Der Informationskrieg ist natürlich eine eigene Erwähnung wert. Der Westen macht, was er immer macht, nämlich konsequent lügen, wenn es um Russland geht. Spannend ist, dass das moderne Russland überraschend souverän auf dem Schlachtfeld des Informationskrieges agiert. Eine in den USA ansässige syrische NGO behauptet, dass in sechs Dörfern Krankenhäuser durch russische Bombardements zerstört wurden? Alle westlichen Medien tröten diese “Nachricht” in die Welt. In der Regel erkennen Sie solche Fakes schon an Begriffen wie “sollen”. “Angaben von NGO xy nach soll Russland sechs Krankenhäuser zerstört haben.” Russland hat nachgeforscht und siehe da: In fünf der Dörfern hat es nie ein Krankenhaus gegeben, im sechsten Dorf steht das Krankenhaus unversehrt, wie frische Satellitenbilder bezeugen.
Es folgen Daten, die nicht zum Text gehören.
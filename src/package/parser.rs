use crate::core::path::component_packages_file;
use crate::core::{DebarError, DebarResult};
use crate::index::IndexRecord;
use debar_core::ControlStanza;
use std::fs::File;
use std::io::{BufReader, Seek, SeekFrom};
use std::path::{Path, PathBuf};

/// Reads the stanza an index record points at
#[derive(Debug, Clone)]
pub struct PackageRecordParser {
    root: PathBuf,
}

impl PackageRecordParser {
    pub fn new(root: impl Into<PathBuf>) -> Self {
        Self { root: root.into() }
    }

    pub fn root(&self) -> &Path {
        &self.root
    }

    /// Parse the stanza at `position`
    ///
    /// Every failure is `MetadataUnavailable` naming the component. A stanza
    /// whose `Package` field differs from the index record means the
    /// component file changed after the index was built.
    pub fn parse_at(&self, position: &IndexRecord) -> DebarResult<ControlStanza> {
        let component = position.component.as_str();
        if position.offset < 0 {
            return Err(DebarError::metadata(
                component,
                format!("negative offset {} for '{}'", position.offset, position.name),
            ));
        }

        let path = component_packages_file(&self.root, component);
        let file = File::open(&path)
            .map_err(|e| DebarError::metadata(component, format!("{}: {}", path.display(), e)))?;
        let mut reader = BufReader::new(file);
        reader
            .seek(SeekFrom::Start(position.offset as u64))
            .map_err(|e| {
                DebarError::metadata(
                    component,
                    format!("cannot seek to offset {}: {}", position.offset, e),
                )
            })?;

        let stanza = ControlStanza::read_from(&mut reader)
            .map_err(|e| {
                DebarError::metadata(
                    component,
                    format!("stanza at offset {}: {}", position.offset, e),
                )
            })?
            .ok_or_else(|| {
                DebarError::metadata(component, format!("no stanza at offset {}", position.offset))
            })?;

        if stanza.name != position.name {
            return Err(DebarError::metadata(
                component,
                format!(
                    "expected '{}' at offset {}, found '{}' (stale index, run `debar update`)",
                    position.name, position.offset, stanza.name
                ),
            ));
        }

        Ok(stanza)
    }
}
Bei dieser Gelegenheit hat Russland die Militärattaches seiner westlichen Partner versammelt und sie vor laufenden Fernsehkameras aufgefordert, entweder Beweise für die Medienbehauptungen zu liefern, oder aber öffentlich aufzuklären, dass es sich um unbelegte Behauptungen handelt. Russland legt diplomatische Daumenschrauben an die Partner an. Russland verteidigt sich im Informationskrieg.

Die USA springen auf den russischen Syrien-Zug auf, weil sie derzeit keine Möglichkeit sehen, den Zug zum entgleisen zu bringen. Also aufspringen und später versuchen, das Ruder an sich zu reißen. Die USA dürfen nicht außen vor sein, wenn ein Weltkonflikt gelöst wird. Sie müssen in den Reihen derer sein, die den Konflikt lösen und als Weltmacht müssen sie dabei natürlich in vorderster Reihe stehen. Im Moment sind sie in der zweiten Reihe, die Spielregeln bestimmt ein anderer Staat. Aber die USA sind immerhin dabei und stehen nicht außen vor. Alle multinationalen Treffen, die es in den letzten Wochen gegeben hat, sind taktische Manöver, die sich in diesem Rahmen bewegen. Es hat den USA übrigens viel politisches und diplomatisches Kapital gekostet, auf den russischen Syrien-Zug aufzuspringen.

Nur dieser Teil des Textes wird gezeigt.